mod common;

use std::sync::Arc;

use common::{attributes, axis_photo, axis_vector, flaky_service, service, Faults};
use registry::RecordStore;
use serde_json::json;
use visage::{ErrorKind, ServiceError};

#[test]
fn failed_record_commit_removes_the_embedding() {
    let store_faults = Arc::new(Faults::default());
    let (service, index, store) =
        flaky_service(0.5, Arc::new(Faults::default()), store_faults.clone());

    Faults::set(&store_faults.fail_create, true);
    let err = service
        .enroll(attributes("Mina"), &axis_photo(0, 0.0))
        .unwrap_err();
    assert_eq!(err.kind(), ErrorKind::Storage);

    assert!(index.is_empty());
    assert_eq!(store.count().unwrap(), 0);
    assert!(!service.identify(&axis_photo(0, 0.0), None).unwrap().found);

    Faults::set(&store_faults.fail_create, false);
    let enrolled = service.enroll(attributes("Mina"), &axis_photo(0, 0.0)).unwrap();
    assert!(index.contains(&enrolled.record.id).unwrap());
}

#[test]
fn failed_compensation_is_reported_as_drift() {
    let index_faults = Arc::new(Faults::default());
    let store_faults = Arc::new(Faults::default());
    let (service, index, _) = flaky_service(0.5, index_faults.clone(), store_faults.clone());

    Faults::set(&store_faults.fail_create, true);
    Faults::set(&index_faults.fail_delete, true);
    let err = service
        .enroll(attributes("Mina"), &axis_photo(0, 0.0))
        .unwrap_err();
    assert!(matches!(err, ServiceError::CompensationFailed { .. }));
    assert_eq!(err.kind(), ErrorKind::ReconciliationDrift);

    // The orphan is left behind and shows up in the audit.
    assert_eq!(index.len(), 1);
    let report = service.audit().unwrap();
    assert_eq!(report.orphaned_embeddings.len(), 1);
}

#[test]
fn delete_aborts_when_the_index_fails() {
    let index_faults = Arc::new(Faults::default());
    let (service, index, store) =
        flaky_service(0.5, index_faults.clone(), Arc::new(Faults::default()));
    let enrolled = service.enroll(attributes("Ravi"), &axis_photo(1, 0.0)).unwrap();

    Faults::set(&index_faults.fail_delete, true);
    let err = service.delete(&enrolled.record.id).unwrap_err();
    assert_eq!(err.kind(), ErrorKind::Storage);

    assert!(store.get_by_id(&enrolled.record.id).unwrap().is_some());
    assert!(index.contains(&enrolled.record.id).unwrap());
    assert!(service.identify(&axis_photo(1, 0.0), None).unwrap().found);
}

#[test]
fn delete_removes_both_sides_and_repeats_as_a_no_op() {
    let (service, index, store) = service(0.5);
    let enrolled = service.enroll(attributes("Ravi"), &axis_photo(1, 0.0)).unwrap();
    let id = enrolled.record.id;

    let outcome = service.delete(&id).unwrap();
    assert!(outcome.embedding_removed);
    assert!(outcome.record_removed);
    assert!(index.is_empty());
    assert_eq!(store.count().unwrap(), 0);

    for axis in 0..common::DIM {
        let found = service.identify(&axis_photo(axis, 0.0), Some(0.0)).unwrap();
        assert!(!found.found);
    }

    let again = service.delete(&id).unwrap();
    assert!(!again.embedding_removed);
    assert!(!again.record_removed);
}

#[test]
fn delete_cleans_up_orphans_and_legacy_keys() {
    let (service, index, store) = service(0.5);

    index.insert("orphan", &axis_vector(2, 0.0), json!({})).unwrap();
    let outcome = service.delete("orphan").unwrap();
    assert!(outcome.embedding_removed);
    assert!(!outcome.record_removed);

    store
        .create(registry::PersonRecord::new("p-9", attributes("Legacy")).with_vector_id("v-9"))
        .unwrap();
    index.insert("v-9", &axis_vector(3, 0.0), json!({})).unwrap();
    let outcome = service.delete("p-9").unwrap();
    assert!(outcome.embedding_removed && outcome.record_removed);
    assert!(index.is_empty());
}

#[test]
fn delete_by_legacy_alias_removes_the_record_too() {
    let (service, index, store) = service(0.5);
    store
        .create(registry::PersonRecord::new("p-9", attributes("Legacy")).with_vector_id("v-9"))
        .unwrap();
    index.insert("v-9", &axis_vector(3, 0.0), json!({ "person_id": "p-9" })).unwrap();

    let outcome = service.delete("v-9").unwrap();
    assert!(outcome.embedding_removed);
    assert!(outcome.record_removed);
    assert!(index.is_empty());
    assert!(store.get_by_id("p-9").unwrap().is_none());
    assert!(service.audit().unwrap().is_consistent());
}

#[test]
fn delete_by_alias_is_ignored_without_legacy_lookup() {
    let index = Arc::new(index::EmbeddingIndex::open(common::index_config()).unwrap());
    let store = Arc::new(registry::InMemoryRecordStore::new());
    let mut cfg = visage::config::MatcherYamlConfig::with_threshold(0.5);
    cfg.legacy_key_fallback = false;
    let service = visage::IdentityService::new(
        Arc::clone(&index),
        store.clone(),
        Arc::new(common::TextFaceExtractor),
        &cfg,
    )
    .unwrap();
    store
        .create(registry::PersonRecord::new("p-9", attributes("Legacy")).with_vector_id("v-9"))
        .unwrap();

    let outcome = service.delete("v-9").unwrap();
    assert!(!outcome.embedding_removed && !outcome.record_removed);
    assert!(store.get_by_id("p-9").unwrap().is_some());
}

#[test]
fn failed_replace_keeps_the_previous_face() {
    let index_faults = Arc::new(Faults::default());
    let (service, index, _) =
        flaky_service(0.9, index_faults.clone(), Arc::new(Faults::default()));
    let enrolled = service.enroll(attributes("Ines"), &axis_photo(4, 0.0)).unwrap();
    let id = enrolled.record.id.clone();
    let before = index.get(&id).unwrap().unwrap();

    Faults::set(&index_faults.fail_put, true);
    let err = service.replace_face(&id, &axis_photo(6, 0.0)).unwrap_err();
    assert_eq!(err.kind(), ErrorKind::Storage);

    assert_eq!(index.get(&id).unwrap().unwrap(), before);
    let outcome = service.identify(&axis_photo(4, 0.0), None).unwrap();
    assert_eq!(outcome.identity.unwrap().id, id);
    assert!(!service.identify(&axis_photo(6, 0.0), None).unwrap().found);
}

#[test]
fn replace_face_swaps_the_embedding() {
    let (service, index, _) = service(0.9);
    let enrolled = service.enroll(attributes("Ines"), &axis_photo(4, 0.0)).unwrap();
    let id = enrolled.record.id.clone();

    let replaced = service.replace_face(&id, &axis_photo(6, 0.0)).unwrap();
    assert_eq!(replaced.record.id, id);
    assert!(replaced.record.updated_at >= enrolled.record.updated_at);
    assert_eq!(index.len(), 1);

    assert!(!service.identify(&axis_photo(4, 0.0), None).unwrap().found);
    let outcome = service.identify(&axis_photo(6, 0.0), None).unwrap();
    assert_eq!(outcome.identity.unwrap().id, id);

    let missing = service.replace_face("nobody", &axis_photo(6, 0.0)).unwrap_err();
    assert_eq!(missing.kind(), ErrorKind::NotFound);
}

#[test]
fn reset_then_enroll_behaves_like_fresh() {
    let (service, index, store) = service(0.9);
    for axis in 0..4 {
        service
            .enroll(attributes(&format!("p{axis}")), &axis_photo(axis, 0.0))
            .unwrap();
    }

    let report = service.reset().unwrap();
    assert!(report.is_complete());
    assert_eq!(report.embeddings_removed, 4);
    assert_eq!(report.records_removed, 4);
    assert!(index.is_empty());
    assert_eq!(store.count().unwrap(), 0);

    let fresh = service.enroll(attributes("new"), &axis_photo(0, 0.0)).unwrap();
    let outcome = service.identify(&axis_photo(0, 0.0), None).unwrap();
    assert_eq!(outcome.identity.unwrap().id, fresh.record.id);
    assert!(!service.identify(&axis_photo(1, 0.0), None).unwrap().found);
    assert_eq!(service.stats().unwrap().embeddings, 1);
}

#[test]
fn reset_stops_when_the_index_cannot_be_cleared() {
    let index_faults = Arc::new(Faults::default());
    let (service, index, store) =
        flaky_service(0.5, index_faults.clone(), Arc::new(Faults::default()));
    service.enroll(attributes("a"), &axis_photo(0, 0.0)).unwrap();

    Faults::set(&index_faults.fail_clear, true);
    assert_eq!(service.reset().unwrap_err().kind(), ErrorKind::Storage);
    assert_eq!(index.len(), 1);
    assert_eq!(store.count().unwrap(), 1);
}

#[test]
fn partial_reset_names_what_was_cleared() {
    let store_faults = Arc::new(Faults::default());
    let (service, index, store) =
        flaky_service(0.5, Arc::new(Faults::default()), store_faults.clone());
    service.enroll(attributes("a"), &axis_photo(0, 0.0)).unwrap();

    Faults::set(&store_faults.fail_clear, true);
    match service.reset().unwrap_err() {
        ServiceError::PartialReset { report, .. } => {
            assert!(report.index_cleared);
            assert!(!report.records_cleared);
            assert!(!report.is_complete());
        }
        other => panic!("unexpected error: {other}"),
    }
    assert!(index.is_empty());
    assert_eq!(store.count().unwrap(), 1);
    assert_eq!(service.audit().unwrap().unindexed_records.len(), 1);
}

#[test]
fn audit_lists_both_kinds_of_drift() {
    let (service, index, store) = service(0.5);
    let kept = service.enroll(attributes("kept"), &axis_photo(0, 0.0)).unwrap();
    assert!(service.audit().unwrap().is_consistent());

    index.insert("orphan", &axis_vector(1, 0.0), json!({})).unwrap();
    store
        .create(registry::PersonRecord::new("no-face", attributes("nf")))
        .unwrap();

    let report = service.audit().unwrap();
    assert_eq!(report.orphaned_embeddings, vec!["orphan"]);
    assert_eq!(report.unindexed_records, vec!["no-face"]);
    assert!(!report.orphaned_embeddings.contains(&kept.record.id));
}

*-*-*

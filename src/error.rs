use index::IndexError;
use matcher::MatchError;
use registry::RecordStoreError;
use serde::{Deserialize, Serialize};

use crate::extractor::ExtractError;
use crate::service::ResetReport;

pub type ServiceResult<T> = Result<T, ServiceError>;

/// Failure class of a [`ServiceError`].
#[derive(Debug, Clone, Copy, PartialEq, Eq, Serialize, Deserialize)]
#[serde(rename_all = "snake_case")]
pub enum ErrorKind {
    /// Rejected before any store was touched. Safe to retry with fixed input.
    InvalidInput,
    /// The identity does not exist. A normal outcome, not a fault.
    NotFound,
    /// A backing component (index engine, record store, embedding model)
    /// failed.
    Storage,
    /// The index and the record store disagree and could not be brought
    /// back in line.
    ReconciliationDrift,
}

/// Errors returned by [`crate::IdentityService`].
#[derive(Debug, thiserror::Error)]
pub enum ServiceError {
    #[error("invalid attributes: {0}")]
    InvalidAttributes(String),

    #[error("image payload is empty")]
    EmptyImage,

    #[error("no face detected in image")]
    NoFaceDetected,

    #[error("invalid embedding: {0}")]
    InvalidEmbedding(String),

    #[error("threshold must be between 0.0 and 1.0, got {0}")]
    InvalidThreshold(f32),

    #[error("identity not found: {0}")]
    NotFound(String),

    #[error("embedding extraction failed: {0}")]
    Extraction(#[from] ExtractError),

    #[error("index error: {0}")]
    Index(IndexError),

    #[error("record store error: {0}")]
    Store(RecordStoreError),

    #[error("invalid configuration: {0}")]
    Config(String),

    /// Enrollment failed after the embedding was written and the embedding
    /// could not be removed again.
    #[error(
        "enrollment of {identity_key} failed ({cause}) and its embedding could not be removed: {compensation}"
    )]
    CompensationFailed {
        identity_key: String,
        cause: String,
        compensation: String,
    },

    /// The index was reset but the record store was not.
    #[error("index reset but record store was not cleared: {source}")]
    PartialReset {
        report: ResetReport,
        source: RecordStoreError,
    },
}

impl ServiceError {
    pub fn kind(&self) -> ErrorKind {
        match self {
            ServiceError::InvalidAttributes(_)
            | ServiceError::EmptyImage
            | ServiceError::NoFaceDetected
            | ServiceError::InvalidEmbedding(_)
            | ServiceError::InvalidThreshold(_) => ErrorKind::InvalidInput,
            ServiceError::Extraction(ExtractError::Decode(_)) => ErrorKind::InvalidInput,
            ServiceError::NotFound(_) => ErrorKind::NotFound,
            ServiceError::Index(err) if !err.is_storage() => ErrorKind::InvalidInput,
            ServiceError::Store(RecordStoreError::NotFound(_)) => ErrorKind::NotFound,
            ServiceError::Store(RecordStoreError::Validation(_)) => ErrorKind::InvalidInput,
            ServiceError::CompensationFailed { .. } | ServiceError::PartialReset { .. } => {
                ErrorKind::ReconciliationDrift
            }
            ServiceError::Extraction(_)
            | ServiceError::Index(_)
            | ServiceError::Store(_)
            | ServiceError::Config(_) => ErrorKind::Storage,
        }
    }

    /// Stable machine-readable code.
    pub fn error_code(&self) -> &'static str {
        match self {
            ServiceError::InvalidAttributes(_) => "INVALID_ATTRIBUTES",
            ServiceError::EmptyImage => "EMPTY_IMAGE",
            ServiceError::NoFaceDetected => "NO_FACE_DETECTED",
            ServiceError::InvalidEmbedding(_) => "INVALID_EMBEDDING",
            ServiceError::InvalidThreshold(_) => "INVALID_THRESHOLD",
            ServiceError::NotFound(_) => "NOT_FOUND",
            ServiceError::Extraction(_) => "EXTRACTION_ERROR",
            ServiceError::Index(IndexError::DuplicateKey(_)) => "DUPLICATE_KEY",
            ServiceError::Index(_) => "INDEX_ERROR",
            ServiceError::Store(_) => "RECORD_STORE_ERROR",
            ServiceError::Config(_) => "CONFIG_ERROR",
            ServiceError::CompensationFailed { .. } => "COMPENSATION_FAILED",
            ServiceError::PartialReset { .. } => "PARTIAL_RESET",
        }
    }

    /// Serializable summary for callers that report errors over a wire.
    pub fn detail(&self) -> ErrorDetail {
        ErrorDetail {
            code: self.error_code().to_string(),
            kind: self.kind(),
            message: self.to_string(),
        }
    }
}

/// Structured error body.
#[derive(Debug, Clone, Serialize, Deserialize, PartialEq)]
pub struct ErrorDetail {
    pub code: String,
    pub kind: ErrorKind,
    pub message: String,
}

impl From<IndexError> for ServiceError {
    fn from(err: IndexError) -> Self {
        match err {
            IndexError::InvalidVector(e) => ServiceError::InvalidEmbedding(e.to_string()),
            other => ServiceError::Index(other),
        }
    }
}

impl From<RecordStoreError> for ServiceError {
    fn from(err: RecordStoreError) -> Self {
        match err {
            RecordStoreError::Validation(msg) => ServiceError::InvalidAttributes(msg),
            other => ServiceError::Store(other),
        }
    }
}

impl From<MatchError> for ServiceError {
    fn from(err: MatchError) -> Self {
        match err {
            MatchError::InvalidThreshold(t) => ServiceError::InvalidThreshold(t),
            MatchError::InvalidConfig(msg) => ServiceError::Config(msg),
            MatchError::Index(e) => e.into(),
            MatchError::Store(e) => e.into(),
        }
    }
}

*-*-*

Scan the entries for lines holding the string "PartialReset", then copy every one of them.

        ServiceError::PartialReset { report, .. } => {
    PartialReset {
            ServiceError::CompensationFailed { .. } | ServiceError::PartialReset { .. } => {
            ServiceError::PartialReset { .. } => "PARTIAL_RESET",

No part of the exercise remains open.